Stored data
++++++

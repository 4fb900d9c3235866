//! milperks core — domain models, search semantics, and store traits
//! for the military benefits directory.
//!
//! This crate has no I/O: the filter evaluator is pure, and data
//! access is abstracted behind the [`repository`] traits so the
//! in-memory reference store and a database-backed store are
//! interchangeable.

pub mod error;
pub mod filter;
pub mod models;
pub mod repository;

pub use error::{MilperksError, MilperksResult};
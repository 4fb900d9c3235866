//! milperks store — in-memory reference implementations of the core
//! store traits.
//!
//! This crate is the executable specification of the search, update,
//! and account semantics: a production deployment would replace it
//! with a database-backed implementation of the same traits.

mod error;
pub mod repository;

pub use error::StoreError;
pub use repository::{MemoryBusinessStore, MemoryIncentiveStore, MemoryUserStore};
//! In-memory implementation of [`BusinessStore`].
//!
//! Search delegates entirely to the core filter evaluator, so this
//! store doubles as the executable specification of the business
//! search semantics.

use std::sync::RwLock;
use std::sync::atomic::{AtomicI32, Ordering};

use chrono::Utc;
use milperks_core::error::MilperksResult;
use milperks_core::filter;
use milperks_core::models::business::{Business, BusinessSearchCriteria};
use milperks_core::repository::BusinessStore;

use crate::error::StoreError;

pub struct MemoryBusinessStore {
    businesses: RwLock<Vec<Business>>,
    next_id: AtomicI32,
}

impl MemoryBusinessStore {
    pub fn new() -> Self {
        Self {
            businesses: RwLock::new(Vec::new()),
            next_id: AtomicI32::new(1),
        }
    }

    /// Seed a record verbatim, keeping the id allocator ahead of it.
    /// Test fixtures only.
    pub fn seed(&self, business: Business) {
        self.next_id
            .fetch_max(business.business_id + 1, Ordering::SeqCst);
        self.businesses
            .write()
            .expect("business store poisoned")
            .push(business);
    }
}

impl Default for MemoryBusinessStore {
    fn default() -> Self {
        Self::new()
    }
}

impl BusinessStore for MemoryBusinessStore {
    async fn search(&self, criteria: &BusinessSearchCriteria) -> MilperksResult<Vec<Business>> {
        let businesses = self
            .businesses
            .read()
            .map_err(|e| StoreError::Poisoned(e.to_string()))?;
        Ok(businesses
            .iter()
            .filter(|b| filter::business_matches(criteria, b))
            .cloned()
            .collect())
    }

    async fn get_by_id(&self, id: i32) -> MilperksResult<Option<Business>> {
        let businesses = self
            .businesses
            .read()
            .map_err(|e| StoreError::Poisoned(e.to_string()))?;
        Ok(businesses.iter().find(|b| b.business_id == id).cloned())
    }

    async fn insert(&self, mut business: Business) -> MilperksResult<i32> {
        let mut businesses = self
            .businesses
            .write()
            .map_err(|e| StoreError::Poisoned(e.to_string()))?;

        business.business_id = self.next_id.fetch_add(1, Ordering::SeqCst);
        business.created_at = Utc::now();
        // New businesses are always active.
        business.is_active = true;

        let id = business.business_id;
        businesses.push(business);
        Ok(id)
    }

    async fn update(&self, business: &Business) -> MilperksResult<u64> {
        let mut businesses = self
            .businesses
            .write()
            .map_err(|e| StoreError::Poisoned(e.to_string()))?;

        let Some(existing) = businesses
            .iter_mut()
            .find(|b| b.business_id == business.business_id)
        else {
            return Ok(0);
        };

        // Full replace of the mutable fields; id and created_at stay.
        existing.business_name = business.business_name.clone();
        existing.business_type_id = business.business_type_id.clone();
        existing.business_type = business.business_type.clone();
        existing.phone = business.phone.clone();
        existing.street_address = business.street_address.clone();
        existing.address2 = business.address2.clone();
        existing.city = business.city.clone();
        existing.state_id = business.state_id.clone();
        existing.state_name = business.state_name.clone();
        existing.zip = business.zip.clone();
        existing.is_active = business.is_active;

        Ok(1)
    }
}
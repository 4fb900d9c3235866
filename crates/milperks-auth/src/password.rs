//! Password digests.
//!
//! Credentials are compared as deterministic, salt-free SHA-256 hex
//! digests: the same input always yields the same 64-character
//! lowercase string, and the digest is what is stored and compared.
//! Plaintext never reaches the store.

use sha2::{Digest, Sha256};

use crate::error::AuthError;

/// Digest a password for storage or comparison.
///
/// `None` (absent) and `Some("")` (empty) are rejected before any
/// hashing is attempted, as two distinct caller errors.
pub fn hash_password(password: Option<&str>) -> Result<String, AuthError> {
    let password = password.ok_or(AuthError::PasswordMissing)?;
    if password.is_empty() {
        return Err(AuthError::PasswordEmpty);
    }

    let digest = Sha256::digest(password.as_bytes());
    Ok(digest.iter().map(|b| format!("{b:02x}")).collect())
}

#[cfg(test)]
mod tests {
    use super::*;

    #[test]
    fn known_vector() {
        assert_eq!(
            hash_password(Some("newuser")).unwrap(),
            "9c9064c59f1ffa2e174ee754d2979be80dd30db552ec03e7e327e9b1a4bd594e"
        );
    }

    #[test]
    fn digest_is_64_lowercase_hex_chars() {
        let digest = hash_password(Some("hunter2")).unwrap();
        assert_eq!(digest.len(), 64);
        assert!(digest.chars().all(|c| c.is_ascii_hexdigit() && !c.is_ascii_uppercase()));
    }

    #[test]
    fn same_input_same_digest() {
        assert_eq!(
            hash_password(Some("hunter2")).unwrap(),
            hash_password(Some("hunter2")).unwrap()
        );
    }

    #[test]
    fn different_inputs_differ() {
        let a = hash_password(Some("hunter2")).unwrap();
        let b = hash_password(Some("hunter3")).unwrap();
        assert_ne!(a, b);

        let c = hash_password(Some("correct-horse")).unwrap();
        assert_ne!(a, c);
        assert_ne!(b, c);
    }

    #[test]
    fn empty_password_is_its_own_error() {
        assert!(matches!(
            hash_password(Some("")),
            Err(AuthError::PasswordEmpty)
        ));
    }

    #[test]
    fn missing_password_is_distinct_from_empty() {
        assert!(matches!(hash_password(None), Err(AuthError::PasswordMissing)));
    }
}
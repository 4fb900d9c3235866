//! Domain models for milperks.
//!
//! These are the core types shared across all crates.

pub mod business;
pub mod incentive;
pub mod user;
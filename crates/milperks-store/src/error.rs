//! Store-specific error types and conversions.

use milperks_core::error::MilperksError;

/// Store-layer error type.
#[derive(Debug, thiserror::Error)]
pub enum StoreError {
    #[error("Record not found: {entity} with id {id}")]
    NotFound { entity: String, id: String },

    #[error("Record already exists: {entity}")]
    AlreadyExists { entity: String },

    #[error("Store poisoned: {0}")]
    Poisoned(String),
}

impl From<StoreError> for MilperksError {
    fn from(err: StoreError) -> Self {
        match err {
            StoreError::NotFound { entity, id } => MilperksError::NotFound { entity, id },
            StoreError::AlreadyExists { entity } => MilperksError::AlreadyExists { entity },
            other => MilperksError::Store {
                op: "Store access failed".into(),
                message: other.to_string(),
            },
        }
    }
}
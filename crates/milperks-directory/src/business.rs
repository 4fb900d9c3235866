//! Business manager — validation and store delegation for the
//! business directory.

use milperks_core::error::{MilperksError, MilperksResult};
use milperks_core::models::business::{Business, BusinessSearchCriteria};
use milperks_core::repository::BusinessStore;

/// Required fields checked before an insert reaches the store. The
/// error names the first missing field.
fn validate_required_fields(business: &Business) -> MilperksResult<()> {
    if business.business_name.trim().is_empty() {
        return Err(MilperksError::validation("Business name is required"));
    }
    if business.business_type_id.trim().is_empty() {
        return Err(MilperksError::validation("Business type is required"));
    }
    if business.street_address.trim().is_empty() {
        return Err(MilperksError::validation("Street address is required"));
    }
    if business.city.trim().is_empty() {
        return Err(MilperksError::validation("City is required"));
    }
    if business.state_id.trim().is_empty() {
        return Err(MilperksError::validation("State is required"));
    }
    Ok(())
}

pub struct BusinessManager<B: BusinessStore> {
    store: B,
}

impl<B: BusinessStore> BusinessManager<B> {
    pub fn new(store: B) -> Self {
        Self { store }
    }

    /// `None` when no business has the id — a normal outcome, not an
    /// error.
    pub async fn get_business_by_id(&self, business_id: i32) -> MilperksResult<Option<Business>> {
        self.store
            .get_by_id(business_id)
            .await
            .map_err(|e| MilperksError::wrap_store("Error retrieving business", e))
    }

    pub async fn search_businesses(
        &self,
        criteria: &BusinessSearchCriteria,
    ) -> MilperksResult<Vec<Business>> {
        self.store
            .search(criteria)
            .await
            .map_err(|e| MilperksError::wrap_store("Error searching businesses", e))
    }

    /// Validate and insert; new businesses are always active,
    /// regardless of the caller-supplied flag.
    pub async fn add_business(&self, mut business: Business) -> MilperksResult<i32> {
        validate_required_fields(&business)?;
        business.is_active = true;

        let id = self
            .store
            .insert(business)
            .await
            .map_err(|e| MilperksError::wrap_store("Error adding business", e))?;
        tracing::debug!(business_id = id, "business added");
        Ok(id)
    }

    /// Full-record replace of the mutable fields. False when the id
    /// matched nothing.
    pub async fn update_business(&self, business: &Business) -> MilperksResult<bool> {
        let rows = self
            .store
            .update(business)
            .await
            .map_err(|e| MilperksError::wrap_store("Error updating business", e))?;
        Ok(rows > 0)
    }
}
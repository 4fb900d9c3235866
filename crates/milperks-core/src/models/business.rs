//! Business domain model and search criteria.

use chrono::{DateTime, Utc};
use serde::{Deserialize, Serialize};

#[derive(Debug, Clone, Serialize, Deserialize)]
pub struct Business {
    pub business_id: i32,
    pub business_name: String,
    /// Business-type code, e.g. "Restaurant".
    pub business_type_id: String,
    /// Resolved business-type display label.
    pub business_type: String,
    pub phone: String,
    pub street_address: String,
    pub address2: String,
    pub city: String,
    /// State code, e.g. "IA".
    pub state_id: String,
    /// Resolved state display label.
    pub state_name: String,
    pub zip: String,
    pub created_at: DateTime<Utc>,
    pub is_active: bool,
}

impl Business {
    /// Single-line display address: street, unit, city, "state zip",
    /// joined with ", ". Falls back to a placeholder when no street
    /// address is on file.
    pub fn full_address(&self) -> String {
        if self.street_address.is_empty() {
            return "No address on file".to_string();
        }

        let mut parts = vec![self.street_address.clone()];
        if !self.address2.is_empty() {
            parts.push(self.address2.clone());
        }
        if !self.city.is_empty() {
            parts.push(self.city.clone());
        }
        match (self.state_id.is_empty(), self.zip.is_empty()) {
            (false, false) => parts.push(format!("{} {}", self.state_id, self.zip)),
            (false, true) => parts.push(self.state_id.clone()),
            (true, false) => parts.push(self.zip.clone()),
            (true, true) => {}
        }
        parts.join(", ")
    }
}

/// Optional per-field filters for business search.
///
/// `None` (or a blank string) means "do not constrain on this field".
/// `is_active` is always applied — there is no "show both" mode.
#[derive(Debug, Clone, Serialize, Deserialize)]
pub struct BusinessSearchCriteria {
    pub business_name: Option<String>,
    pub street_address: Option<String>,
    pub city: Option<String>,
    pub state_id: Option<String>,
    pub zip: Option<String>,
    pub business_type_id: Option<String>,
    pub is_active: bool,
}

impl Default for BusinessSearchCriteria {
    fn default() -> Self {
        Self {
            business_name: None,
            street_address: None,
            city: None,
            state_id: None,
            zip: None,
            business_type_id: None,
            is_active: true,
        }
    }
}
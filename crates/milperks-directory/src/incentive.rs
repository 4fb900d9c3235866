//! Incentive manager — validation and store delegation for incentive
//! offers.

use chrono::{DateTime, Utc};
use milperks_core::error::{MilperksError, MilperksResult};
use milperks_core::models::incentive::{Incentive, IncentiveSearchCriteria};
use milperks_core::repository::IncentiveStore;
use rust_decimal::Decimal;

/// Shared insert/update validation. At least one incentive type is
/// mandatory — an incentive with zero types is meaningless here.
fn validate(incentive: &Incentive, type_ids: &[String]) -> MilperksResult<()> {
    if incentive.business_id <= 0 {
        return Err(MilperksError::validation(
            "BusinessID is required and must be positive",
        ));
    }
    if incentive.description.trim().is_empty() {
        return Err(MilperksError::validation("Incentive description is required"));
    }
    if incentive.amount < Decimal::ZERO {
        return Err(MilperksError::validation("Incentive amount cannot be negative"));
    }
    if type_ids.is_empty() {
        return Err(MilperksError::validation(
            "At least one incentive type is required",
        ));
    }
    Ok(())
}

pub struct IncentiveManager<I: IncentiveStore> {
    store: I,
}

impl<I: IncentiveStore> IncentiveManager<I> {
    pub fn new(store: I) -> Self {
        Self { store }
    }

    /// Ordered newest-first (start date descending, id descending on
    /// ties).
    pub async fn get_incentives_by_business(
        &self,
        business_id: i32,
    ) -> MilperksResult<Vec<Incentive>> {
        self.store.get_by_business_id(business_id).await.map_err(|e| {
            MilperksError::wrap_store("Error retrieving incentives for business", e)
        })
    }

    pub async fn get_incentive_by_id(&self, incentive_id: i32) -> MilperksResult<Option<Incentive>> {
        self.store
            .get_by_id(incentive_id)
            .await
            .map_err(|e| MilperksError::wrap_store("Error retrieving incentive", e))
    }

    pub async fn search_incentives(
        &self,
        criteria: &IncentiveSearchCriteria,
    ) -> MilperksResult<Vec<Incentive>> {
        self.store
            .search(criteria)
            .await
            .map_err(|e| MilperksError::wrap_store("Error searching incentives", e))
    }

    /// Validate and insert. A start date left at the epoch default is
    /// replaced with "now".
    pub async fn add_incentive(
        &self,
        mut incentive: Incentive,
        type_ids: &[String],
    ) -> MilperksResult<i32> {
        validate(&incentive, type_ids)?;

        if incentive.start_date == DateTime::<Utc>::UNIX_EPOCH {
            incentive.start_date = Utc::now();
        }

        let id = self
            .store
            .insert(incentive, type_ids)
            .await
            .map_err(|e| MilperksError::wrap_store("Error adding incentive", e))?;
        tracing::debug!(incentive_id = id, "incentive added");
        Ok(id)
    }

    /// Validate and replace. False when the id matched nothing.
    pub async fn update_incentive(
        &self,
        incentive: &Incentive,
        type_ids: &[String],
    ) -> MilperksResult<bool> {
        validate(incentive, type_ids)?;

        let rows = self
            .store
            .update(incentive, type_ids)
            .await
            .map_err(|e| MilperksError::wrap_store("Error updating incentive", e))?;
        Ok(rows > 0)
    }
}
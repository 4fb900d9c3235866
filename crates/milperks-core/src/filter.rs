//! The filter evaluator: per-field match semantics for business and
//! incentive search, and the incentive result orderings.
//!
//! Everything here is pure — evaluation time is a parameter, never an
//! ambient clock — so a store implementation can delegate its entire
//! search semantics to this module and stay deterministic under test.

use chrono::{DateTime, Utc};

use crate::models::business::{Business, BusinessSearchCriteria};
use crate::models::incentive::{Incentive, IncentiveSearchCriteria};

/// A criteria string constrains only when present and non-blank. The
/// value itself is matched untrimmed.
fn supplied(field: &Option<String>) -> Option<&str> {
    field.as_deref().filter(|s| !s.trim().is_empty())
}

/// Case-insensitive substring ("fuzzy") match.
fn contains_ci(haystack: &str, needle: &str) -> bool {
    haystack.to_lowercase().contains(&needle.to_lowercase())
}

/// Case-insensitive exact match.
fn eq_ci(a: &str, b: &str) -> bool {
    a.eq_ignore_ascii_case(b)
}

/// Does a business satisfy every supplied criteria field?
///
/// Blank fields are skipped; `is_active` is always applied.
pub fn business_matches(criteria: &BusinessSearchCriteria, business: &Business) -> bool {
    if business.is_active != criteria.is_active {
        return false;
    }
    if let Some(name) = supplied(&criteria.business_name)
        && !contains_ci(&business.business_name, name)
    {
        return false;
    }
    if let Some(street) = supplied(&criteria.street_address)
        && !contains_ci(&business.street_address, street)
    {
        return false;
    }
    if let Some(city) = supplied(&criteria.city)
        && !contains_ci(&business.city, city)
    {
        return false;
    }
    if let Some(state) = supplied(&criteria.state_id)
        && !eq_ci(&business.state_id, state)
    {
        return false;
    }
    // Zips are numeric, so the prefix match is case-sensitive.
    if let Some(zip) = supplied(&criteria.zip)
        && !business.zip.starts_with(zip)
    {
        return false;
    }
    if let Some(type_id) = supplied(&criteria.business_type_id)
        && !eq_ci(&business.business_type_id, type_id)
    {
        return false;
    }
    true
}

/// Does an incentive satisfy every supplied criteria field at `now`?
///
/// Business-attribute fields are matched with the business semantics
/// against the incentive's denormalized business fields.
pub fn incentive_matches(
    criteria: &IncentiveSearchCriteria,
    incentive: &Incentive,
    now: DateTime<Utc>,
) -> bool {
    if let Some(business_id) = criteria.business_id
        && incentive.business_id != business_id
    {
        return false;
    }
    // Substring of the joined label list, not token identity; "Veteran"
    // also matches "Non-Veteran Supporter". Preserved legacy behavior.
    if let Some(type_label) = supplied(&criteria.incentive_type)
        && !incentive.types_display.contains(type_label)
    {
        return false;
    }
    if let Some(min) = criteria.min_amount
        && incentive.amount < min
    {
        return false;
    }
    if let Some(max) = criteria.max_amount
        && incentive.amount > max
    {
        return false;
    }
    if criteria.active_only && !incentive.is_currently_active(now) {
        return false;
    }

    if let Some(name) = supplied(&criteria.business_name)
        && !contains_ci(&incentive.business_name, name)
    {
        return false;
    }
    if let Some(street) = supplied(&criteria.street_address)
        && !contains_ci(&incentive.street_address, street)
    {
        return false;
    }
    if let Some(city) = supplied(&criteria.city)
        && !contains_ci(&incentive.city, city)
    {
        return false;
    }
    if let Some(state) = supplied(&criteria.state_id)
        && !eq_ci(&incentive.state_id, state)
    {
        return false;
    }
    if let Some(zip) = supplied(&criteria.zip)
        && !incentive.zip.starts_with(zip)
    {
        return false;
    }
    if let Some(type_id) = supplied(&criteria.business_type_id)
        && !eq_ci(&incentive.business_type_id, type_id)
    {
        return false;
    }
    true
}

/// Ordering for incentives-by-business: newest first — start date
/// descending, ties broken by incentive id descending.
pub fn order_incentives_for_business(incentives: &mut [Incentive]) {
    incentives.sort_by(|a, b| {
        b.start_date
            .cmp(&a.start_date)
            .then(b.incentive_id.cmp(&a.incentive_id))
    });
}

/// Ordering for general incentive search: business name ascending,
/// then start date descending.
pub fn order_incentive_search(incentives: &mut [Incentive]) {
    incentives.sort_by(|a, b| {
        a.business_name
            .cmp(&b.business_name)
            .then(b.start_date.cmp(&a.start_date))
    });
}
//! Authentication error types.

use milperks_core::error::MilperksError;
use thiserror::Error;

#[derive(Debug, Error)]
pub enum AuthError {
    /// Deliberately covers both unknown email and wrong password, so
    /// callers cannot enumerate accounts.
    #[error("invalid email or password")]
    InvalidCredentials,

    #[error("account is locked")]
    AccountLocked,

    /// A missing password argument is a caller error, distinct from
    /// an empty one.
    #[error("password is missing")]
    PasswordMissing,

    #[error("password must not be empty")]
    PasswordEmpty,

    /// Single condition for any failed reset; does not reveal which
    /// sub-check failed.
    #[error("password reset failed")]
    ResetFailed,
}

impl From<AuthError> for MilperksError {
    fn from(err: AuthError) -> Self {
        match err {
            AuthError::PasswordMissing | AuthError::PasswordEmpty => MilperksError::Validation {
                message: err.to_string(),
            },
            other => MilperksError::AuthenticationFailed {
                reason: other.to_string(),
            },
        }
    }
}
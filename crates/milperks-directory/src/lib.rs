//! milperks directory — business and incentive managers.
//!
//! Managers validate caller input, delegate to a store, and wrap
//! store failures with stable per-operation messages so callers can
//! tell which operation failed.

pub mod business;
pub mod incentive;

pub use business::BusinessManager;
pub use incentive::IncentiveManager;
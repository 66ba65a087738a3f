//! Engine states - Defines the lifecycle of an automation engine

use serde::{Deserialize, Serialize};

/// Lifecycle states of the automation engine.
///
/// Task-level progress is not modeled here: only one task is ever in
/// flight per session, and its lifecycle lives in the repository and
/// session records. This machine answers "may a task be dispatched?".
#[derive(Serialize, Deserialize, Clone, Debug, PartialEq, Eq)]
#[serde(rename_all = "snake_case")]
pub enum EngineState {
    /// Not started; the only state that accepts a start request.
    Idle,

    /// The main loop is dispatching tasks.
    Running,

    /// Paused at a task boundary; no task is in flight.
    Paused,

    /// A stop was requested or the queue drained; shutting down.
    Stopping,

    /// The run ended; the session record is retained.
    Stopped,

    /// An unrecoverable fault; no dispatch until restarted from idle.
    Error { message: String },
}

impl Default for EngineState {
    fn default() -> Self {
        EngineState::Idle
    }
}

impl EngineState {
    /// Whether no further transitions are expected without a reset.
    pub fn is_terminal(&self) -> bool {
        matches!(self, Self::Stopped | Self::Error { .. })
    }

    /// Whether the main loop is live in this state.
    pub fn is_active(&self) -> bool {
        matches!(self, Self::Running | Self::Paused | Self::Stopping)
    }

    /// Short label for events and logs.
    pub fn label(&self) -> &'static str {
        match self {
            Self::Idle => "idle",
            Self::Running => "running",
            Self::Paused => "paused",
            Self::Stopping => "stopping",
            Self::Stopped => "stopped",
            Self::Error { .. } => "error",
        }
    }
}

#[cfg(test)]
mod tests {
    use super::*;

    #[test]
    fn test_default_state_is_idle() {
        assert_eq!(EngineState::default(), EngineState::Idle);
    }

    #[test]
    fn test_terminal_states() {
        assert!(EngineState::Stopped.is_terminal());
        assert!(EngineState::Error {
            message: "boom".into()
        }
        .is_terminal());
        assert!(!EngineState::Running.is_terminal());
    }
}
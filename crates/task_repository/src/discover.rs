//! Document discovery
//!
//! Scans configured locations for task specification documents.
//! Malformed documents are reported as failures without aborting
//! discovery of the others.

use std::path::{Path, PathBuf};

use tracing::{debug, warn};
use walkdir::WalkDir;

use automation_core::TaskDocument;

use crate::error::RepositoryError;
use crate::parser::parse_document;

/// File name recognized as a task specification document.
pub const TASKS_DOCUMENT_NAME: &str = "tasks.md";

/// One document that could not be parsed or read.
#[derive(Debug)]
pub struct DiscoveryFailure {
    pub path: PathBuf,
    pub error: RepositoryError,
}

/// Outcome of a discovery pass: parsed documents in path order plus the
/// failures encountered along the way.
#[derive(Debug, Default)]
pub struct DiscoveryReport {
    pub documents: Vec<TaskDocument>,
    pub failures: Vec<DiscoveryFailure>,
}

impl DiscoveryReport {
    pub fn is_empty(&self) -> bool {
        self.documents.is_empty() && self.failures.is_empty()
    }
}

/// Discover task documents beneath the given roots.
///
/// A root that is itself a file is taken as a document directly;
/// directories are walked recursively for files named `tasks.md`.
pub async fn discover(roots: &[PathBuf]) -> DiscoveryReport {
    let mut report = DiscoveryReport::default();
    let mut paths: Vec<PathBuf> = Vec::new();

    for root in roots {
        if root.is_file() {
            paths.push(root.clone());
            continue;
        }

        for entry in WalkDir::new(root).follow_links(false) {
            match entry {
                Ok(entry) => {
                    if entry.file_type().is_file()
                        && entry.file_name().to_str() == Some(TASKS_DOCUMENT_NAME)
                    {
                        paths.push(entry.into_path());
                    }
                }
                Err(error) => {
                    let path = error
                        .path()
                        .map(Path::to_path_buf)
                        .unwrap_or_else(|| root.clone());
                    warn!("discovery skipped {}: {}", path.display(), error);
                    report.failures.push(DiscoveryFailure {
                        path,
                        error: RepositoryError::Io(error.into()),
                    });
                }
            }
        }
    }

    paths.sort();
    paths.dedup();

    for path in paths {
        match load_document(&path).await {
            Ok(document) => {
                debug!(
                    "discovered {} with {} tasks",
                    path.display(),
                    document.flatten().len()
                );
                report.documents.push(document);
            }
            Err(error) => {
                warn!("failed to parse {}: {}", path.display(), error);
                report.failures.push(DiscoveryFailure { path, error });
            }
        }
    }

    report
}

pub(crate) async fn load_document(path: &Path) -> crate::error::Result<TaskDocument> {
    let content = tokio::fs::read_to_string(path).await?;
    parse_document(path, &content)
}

++++++

▶ Exercise requirements
Whenever the word "EngineState" shows up in a line of the entries, copy that line.

▶ Expected answer
pub enum EngineState {
impl Default for EngineState {
        EngineState::Idle
impl EngineState {
        assert_eq!(EngineState::default(), EngineState::Idle);
        assert!(EngineState::Stopped.is_terminal());
        assert!(EngineState::Error {
        assert!(!EngineState::Running.is_terminal());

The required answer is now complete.